WHAT IS NEEDED: Extract from the listing each line in which the word "builder" appears.

◆ ◆ ◆ ◆

use anyhow::{Context, Result};
use vox_core::config::Config;
use vox_core::prompt::resolve_agent_config;

pub async fn run(config: &Config, url: Option<&str>, settings: bool) -> Result<()> {
    let mut builder = reqwest::Client::builder();
    if let Some(timeout) = config.fetch_timeout() {
        builder = builder.timeout(timeout);
    }
    let client = builder.build().context("build http client")?;

    let url = url.or(config.prompt_url.as_deref());
    let agent_config = resolve_agent_config(&client, url).await;

    if settings {
        println!("{}", agent_config.to_json()?);
    } else {
        println!("{}", agent_config.prompt());
    }
    Ok(())
}
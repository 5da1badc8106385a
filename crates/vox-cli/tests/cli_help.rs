use assert_cmd::cargo::cargo_bin_cmd;
use predicates::prelude::*;

#[test]
fn test_help_shows_all_commands() {
    cargo_bin_cmd!("vox")
        .arg("--help")
        .assert()
        .success()
        .stdout(predicate::str::contains("render"))
        .stdout(predicate::str::contains("normalize"))
        .stdout(predicate::str::contains("prompt"))
        .stdout(predicate::str::contains("voices"))
        .stdout(predicate::str::contains("config"));
}

#[test]
fn test_render_help_shows_options() {
    cargo_bin_cmd!("vox")
        .args(["render", "--help"])
        .assert()
        .success()
        .stdout(predicate::str::contains("--url"))
        .stdout(predicate::str::contains("--show-latency"))
        .stdout(predicate::str::contains("--strategy"))
        .stdout(predicate::str::contains("--height"));
}

#[test]
fn test_unknown_strategy_is_rejected() {
    cargo_bin_cmd!("vox")
        .args(["normalize", "--strategy", "shout", "hi"])
        .assert()
        .failure()
        .stderr(predicate::str::contains("invalid value"));
}

#[test]
fn test_voices_marks_default() {
    let dir = tempfile::tempdir().unwrap();

    cargo_bin_cmd!("vox")
        .env("VOX_HOME", dir.path())
        .arg("voices")
        .assert()
        .success()
        .stdout(predicate::str::contains("* Asteria"))
        .stdout(predicate::str::contains("aura-arcas-en"));
}
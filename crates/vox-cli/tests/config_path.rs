use std::fs;

use assert_cmd::cargo::cargo_bin_cmd;
use predicates::prelude::*;
use tempfile::tempdir;

#[test]
fn test_config_path_command() {
    let dir = tempdir().unwrap();

    cargo_bin_cmd!("vox")
        .env("VOX_HOME", dir.path())
        .args(["config", "path"])
        .assert()
        .success()
        .stdout(predicate::str::contains("config.toml"));
}

#[test]
fn test_config_init_creates_file() {
    let dir = tempdir().unwrap();
    let config_path = dir.path().join("config.toml");

    assert!(!config_path.exists());

    cargo_bin_cmd!("vox")
        .env("VOX_HOME", dir.path())
        .args(["config", "init"])
        .assert()
        .success()
        .stdout(predicate::str::contains("Created config at"));

    assert!(config_path.exists());

    let contents = fs::read_to_string(&config_path).unwrap();
    assert!(contents.contains("normalize_strategy ="));
    assert!(contents.contains("# prompt_url ="));
}

#[test]
fn test_config_init_fails_if_exists() {
    let dir = tempdir().unwrap();
    let config_path = dir.path().join("config.toml");

    fs::write(&config_path, "# existing config").unwrap();

    cargo_bin_cmd!("vox")
        .env("VOX_HOME", dir.path())
        .args(["config", "init"])
        .assert()
        .failure()
        .stderr(predicate::str::contains("already exists"));
}

#[test]
fn test_invalid_config_is_reported() {
    let dir = tempdir().unwrap();
    fs::write(dir.path().join("config.toml"), "show_latency = \"maybe\"\n").unwrap();

    cargo_bin_cmd!("vox")
        .env("VOX_HOME", dir.path())
        .args(["normalize", "hi"])
        .assert()
        .failure()
        .stderr(predicate::str::contains("load config"));
}

#[test]
fn test_config_help_shows_subcommands() {
    cargo_bin_cmd!("vox")
        .args(["config", "--help"])
        .assert()
        .success()
        .stdout(predicate::str::contains("path"))
        .stdout(predicate::str::contains("init"));
}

◆ ◆ ◆ ◆

TASK RESULT:
    let mut builder = reqwest::Client::builder();
        builder = builder.timeout(timeout);
    let client = builder.build().context("build http client")?;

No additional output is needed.